Thursday, September 7, 2023

Insider Accounts: Mazzetti, Mayer, Valentine

 

Insider Accounts: Mazzetti, Mayer, Valentine

Peter Schultz

 

            In his excellent book, The Way of the Knife, Mark Mazzetti is concerned to give an insider’s account of the CIA and its transition from an intelligence gathering agency to a kill or capture agency. Among other items, he writes about such battles as to who would be in charge of Pakistan drone strikes, the ambassador or the CIA. The CIA won.

 

            But because this is an inside account it hides the more important agreement between the ambassador and the CIA, viz., there would be drone strikes, i.e., indiscriminate killings, in Pakistan because those killed were most often unknown to the American killers except as displaying alleged age and behavioral characteristics. No one was contesting this program of indiscriminate killings of Pakistanis, a nation the US wasn’t at war with.

 

            As Mazzetti’s insider account concludes: “Obama’s CIA had won another battle.” But this covers over the fact the Pakistanis had lost and were to be subjected to a campaign of indiscriminate killings by the United States, which wasn’t even at war with Pakistan.
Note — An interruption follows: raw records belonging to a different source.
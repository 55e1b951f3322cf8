use std::io::{Read, Write};
use std::net::TcpListener;

use chrono::NaiveDate;

use snapshot_bot::automation::snapshot::{
    run_snapshot, MailRelayDelivery, PageCapture, RenderServiceCapture, SnapshotError,
};

/// Serve exactly one HTTP response on a random local port. Returns the
/// endpoint URL to point an adapter at.
fn serve_once(status_line: &'static str, body: Vec<u8>) -> String {
    let listener = TcpListener::bind("127.0.0.1:0").expect("bind one-shot listener");
    let addr = listener.local_addr().expect("listener addr");

    std::thread::spawn(move || {
        if let Ok((mut stream, _)) = listener.accept() {
            let mut buf = [0u8; 8192];
            let _ = stream.read(&mut buf);
            let header = format!(
                "HTTP/1.1 {status_line}\r\nContent-Type: application/octet-stream\r\nContent-Length: {}\r\nConnection: close\r\n\r\n",
                body.len()
            );
            let _ = stream.write_all(header.as_bytes());
            let _ = stream.write_all(&body);
        }
    });

    format!("http://{addr}")
}

#[tokio::test]
async fn capture_adapter_returns_rendered_bytes() {
    let png = vec![0x89, b'P', b'N', b'G', 0x0d, 0x0a, 0x1a, 0x0a];
    let endpoint = serve_once("200 OK", png.clone());

    let capture = RenderServiceCapture::new(endpoint).expect("capture adapter");
    let bytes = capture
        .capture("https://earnings-three.vercel.app/")
        .await
        .expect("capture");

    assert_eq!(bytes, png);
}

#[tokio::test]
async fn capture_adapter_surfaces_render_failures() {
    let endpoint = serve_once("500 Internal Server Error", b"render crashed".to_vec());

    let capture = RenderServiceCapture::new(endpoint).expect("capture adapter");
    let err = capture
        .capture("https://earnings-three.vercel.app/")
        .await
        .unwrap_err();

    assert!(matches!(err, SnapshotError::Capture { status: 500 }));
}

#[tokio::test]
async fn full_pass_delivers_through_the_relay() {
    let png = vec![0x89, b'P', b'N', b'G'];
    let render_endpoint = serve_once("200 OK", png);
    let relay_endpoint = serve_once("204 No Content", Vec::new());

    let capture = RenderServiceCapture::new(render_endpoint).expect("capture adapter");
    let delivery = MailRelayDelivery::new(relay_endpoint).expect("delivery adapter");
    let today = NaiveDate::from_ymd_opt(2026, 1, 5).unwrap();

    run_snapshot(
        &capture,
        &delivery,
        "https://earnings-three.vercel.app/",
        "team@example.com",
        None,
        today,
    )
    .await
    .expect("full snapshot pass");
}

#[tokio::test]
async fn relay_failure_surfaces_with_status() {
    let render_endpoint = serve_once("200 OK", vec![1, 2, 3]);
    let relay_endpoint = serve_once("503 Service Unavailable", Vec::new());

    let capture = RenderServiceCapture::new(render_endpoint).expect("capture adapter");
    let delivery = MailRelayDelivery::new(relay_endpoint).expect("delivery adapter");
    let today = NaiveDate::from_ymd_opt(2026, 1, 5).unwrap();

    let err = run_snapshot(
        &capture,
        &delivery,
        "https://earnings-three.vercel.app/",
        "team@example.com",
        None,
        today,
    )
    .await
    .unwrap_err();

    assert!(matches!(err, SnapshotError::Delivery { status: 503 }));
}
use std::cmp::Ordering;

use tracing::{info, warn};

use crate::models::EarningsEvent;
use crate::service::calendar::window::DateWindow;
use crate::service::calendar::CalendarError;

/// Reduce candidates to the top `cap` by market capitalization, presented
/// in chronological order.
///
/// Truncation happens on the cap-descending order before the survivors
/// are re-sorted ascending by event time. Both sorts are stable, so ties
/// keep their original order.
pub fn rank_top_by_market_cap(
    mut candidates: Vec<EarningsEvent>,
    cap: usize,
) -> Vec<EarningsEvent> {
    candidates.sort_by(|a, b| {
        b.ranking_cap()
            .partial_cmp(&a.ranking_cap())
            .unwrap_or(Ordering::Equal)
    });
    candidates.truncate(cap);
    candidates.sort_by(|a, b| a.event_at.cmp(&b.event_at));
    candidates
}

/// Fetch every candidate in the window in a single round trip and rank
/// the result. No retry on failure; each error is terminal for this
/// attempt.
pub async fn fetch_ranked(
    client: &reqwest::Client,
    base_url: &str,
    window: &DateWindow,
    cap: usize,
    page_size: usize,
) -> Result<Vec<EarningsEvent>, CalendarError> {
    let url = format!("{}/api/earnings", base_url.trim_end_matches('/'));

    info!(
        "Fetching earnings candidates for window {}..{}",
        window.start_ms(),
        window.end_ms()
    );

    let resp = client
        .get(&url)
        .query(&[
            ("from", window.start_ms().to_string()),
            ("to", window.end_ms().to_string()),
            ("pageSize", page_size.to_string()),
            // Advisory only; the pipeline re-sorts regardless.
            ("sortBy", "marketCap".to_string()),
        ])
        .send()
        .await
        .map_err(|e| {
            warn!("earnings request failed: {e}");
            CalendarError::Request(format!("earnings request failed: {e}"))
        })?;

    let status = resp.status();
    if !status.is_success() {
        warn!("earnings api returned status {status}");
        return Err(CalendarError::Fetch {
            status: status.as_u16(),
        });
    }

    let raw = resp.bytes().await.map_err(|e| {
        warn!("failed to read earnings body: {e}");
        CalendarError::Request(format!("earnings body read failed: {e}"))
    })?;

    let candidates: Vec<EarningsEvent> = serde_json::from_slice(&raw).map_err(|e| {
        let preview = String::from_utf8_lossy(&raw[..raw.len().min(500)]);
        warn!("failed to decode earnings body: {e}; body preview: {preview}");
        CalendarError::Decode(e.to_string())
    })?;

    // A full page means the endpoint may have dropped candidates past it.
    if candidates.len() >= page_size {
        warn!(
            "candidate count {} reached the page size; refusing to rank a truncated set",
            candidates.len()
        );
        return Err(CalendarError::Truncated { page_size });
    }

    info!("Ranking {} candidates (cap {cap})", candidates.len());

    Ok(rank_top_by_market_cap(candidates, cap))
}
According to the insider account, what was being done to the Pakistanis disappeared, while American politics took center stage.

 

            Of course, the killing of bin Laden also hid the American program of indiscriminately killing Pakistanis. That killing hid the savagery of US policies by making the “targeted assassinations” seem “surgical” “precise,” even “pinpoint.”  And even Seymour Hersh’s account of the bin Laden assassination, although quite controversial, being another insider’s account, has the same result, not exposing the actual character of the US “war” in Pakistan. Insider accounts fortify the status quo because they are superficial, focused on “the mistakes” being made. Hence, Mazzetti asserts that “the CIA was being reckless.” But, more importantly, the CIA was being savage by indiscriminately killing Pakistanis.

 

            From insider accounts, a picture emerges of US elites trying to get things right. But there is another, more accurate picture: US elites are engaged in savagery, which some might say makes them savages. You tell me: Does the arc of history bend toward justice, peace, and freedom? Given US policies, this assertion would seem to be quite comical, in a sick way, as is the saying that the US is waging “a War on Terrorism.” In fact, the US is engaged in waging a terroristic war world-wide. But this possibility disappears in Mazzetti’s and Hersh’s insider accounts.

 

            Jane Mayer, who has praised Mazzetti’s book, has written her own book, The Dark Side: The Inside Story of How the War on Terrorism Turned Into a War on American Ideals.  Written as an “inside story,” Mayer doesn’t consider the possibility that the war on terror was based on and thereby fortified America’s ideals. As an insider account, Mayer’s book makes this possibility magically disappear. Poof! American savagery, repeated over and over, is replaced by “mistakes.” That’s the trick performed by insider accounts, confirming America’s ideals amidst a host of mistakes.

 

            In a way, Douglas Valentine in his book The CIA as Organized Crime performs the same trick when he labels the CIA “’organized crime.” “Crime” is understood to consist of violations of American ideals, e.g., like being law abiding, not robbing, nor murdering, nor raping. So, if the CIA is “organized crime,” it should be thought of as violating America’s ideals. But what if the CIA is the result of those ideals? This is not a question that Valentine’s, Mazzetti’s, Hersh’s, or Mayer’s insider accounts raise. In fact, by looking inside, these accounts make that question disappear. What the CIA looks like inside hides or disappears what it looks like outside, viz., a savage killing machine compatible with America’s ideals.

 

            In fact, that the CIA is a principled killing machine, makes it more deadly, more dangerous than criminal organizations like the “Mafia.” Why? Because its kills are not only necessary; they are considered justified and even honorable. The CIA’s killers are honored by society whereas criminal killers, “hit men,” are dishonored, even at times punished, capitally or otherwise. So, when the CIA contracts with “hit men,” the magic recurs: Hit men killing for the CIA become honorable. “Honor killings,” often thought of by Americans as the practice of primitive societies, are engaged in by US elites as well. And, so, it is little wonder that persons seeking to be honorable are attracted to, seduced by war, patriotic wars especially. The distance between the Boy Scouts and the Marines, for example, isn’t all that far. [Watch the movie, Hearts and Minds as it captures this dynamic in reference to the Vietnam War.]